▸ **PROBLEM TO WORK ON**:
Whenever "Copy" appears in a line of the entries below, that line counts; give the total only.

▸ **SUPPLIED DATA**:
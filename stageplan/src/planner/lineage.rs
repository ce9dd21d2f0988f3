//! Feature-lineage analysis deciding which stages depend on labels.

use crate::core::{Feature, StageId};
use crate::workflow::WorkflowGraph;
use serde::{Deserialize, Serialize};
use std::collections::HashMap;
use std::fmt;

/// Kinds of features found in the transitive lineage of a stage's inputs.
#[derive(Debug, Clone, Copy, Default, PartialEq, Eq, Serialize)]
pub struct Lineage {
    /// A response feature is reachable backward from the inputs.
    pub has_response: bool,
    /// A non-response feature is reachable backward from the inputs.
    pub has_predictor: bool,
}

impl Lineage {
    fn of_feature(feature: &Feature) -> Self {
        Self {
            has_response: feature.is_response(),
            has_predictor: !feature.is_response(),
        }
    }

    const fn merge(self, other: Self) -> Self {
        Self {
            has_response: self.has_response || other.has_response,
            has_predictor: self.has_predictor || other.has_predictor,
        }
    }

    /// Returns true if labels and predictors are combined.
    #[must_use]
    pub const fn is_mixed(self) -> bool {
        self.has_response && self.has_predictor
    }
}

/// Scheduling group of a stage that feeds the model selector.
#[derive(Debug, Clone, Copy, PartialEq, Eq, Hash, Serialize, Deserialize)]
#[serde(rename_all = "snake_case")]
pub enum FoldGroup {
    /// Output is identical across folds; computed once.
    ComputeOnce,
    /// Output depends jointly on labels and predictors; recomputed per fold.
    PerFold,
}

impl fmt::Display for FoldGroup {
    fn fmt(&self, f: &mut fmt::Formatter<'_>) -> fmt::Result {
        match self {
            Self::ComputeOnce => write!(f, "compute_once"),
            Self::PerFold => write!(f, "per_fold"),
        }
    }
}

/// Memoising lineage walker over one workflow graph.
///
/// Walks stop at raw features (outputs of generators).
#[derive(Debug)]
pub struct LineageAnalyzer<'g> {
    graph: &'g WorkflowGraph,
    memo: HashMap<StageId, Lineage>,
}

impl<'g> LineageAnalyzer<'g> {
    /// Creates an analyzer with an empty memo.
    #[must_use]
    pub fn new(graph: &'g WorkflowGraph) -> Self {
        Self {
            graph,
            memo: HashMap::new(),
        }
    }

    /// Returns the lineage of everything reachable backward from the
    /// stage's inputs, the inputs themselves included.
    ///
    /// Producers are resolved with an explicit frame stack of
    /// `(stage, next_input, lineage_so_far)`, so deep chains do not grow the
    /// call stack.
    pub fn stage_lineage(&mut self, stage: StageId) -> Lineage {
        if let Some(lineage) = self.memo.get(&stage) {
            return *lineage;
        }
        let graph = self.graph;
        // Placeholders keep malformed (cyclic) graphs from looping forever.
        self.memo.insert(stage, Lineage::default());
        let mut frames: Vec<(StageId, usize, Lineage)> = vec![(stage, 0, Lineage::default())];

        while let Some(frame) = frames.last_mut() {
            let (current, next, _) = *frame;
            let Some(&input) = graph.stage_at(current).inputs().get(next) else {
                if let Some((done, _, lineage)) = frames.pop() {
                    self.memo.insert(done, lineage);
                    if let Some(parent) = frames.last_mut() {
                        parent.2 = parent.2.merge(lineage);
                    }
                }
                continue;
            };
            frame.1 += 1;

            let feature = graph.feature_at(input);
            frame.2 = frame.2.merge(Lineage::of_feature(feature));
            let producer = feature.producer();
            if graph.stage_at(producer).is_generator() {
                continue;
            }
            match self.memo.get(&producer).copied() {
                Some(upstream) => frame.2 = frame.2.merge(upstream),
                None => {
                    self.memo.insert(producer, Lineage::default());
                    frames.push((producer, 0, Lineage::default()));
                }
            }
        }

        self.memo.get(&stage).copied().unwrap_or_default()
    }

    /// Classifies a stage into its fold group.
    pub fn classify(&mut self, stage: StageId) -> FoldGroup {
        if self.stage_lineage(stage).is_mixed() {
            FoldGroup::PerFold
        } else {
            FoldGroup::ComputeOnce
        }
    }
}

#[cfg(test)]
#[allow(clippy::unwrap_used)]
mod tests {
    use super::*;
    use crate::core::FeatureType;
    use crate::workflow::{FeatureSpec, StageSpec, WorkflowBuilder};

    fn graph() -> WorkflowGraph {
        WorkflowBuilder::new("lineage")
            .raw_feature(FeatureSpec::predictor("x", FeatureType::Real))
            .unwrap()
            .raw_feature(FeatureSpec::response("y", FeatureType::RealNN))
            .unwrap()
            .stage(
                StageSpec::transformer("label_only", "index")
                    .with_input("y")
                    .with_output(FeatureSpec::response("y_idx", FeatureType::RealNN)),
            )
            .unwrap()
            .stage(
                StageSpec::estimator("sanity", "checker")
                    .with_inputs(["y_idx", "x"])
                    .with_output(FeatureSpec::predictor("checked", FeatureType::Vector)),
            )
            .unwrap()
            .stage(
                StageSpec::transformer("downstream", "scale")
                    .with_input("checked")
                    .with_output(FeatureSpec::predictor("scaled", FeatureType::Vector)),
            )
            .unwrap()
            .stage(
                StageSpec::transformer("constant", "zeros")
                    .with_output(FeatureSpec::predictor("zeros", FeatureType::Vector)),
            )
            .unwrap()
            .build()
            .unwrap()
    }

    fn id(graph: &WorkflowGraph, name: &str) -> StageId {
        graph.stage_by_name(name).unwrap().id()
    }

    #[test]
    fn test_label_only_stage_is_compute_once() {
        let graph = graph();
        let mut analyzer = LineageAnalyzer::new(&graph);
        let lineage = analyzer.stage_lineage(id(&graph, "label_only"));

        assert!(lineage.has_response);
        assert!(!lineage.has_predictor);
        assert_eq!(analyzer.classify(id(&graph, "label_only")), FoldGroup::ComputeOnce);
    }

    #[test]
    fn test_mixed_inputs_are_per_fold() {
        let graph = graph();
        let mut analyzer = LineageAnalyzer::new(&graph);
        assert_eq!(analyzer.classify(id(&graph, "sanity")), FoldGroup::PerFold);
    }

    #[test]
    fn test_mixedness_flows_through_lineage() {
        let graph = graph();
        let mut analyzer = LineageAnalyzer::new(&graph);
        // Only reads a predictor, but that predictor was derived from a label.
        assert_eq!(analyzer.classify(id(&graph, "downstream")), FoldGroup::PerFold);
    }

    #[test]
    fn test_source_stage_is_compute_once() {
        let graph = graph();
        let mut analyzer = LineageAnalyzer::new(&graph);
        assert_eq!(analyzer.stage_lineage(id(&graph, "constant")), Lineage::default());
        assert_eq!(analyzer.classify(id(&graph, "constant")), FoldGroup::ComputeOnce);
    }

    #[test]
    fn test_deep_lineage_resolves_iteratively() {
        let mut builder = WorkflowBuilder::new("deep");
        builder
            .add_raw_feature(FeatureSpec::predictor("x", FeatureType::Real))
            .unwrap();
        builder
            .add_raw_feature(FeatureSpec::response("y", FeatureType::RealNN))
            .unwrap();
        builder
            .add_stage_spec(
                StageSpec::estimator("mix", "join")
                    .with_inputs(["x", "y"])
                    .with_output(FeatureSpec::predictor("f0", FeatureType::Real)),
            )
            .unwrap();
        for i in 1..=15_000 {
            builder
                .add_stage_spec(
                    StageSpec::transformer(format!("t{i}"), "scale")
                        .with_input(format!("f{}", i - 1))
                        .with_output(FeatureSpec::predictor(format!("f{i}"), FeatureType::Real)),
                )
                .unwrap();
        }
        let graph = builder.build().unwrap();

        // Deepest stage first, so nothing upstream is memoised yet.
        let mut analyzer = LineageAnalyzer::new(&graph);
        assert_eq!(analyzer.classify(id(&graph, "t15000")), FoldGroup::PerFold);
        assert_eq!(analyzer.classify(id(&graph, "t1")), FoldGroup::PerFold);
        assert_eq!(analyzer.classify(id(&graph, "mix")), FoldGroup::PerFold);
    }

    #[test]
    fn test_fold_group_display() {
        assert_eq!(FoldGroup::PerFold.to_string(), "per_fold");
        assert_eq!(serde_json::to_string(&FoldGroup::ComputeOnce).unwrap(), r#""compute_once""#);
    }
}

▸ **WRITTEN REPLY**:
2